#### Exercise goal
Of all the lines below, output only those starting at the one with "pub fn set_status(&mut" and ending at the one with "self.measured_voltage = volts;", both ends included, exactly as written.

#### Data
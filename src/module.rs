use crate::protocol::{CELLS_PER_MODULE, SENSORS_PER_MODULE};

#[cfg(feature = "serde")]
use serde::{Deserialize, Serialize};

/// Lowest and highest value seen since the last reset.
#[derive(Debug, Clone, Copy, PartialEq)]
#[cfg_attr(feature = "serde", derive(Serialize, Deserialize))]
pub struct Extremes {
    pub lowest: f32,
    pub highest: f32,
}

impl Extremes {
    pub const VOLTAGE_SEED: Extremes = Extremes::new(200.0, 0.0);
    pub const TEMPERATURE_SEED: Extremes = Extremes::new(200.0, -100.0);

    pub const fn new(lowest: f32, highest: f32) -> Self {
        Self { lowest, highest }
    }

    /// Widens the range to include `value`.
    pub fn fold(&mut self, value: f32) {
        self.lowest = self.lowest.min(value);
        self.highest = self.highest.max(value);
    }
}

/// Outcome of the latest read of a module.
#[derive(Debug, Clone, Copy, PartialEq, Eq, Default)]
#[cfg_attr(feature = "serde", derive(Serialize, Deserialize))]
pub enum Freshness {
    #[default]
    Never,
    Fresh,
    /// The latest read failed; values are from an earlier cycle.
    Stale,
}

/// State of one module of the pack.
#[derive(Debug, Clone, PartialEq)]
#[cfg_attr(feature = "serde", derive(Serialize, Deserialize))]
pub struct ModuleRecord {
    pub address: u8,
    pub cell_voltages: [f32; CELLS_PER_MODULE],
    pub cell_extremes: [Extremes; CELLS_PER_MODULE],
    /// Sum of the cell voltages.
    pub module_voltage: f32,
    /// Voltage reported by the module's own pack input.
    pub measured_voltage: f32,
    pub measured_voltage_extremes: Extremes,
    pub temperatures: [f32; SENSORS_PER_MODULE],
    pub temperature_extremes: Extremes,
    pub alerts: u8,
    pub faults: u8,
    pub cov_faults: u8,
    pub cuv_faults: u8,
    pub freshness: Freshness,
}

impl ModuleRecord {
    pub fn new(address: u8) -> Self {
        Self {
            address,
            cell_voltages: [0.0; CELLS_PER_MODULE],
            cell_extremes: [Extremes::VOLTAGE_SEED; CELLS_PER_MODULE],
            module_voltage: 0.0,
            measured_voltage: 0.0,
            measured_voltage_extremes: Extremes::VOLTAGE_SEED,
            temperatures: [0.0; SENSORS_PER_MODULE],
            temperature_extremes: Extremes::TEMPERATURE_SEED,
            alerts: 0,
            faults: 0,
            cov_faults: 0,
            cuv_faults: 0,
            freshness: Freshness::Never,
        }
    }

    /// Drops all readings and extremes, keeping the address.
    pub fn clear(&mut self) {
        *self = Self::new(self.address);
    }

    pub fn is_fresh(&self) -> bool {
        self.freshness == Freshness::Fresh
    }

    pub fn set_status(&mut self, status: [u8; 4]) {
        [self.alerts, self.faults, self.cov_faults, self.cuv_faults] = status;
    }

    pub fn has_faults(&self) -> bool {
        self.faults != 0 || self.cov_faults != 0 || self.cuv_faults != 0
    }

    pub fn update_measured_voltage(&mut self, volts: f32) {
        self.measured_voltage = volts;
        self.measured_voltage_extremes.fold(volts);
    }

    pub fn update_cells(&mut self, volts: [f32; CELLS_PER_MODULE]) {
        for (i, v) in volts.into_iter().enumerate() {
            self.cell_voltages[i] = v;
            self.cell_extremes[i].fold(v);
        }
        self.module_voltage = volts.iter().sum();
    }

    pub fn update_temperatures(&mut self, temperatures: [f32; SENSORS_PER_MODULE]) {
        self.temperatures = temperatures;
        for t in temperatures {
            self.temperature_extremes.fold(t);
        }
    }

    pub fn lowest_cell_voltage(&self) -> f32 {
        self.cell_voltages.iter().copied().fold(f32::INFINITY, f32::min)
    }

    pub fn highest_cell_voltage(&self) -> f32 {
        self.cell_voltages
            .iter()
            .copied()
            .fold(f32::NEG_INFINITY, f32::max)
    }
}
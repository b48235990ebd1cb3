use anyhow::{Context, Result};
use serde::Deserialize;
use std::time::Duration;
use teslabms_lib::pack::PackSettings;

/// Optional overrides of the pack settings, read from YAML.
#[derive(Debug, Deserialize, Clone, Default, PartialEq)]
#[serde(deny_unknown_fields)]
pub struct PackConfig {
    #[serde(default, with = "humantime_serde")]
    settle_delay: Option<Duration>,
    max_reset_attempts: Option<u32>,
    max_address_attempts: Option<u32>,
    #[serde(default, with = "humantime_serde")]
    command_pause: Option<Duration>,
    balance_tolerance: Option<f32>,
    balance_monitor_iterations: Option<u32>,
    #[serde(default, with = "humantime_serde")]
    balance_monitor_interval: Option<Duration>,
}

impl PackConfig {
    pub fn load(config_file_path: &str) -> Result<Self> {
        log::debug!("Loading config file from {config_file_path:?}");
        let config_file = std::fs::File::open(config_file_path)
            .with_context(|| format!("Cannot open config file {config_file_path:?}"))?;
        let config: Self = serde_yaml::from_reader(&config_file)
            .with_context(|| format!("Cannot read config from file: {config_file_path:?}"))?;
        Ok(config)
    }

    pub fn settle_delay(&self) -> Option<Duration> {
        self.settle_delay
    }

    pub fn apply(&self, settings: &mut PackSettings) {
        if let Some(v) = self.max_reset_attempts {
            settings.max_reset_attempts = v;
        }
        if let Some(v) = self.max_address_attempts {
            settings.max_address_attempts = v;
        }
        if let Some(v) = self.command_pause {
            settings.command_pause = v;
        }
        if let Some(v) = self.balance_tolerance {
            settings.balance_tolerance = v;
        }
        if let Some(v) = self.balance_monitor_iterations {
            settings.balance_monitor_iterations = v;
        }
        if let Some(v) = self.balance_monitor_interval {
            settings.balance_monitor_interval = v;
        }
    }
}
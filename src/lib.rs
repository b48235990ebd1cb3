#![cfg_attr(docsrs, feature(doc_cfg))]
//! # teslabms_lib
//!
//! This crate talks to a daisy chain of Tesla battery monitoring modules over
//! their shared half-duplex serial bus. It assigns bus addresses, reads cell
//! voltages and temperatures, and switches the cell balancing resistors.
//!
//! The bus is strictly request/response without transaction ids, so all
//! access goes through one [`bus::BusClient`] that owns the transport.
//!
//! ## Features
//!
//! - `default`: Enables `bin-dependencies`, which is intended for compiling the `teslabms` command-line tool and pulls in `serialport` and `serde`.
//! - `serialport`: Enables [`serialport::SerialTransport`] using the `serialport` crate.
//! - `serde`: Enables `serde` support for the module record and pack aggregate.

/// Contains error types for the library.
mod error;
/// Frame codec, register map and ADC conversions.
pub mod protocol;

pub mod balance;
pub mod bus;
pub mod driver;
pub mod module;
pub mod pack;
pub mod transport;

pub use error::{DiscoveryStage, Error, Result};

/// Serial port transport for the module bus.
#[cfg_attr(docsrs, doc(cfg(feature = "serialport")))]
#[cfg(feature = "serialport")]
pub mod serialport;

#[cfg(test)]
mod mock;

#### Answer to this problem
    pub fn set_status(&mut self, status: [u8; 4]) {
        [self.alerts, self.faults, self.cov_faults, self.cuv_faults] = status;
    }

    pub fn has_faults(&self) -> bool {
        self.faults != 0 || self.cov_faults != 0 || self.cuv_faults != 0
    }

    pub fn update_measured_voltage(&mut self, volts: f32) {
        self.measured_voltage = volts;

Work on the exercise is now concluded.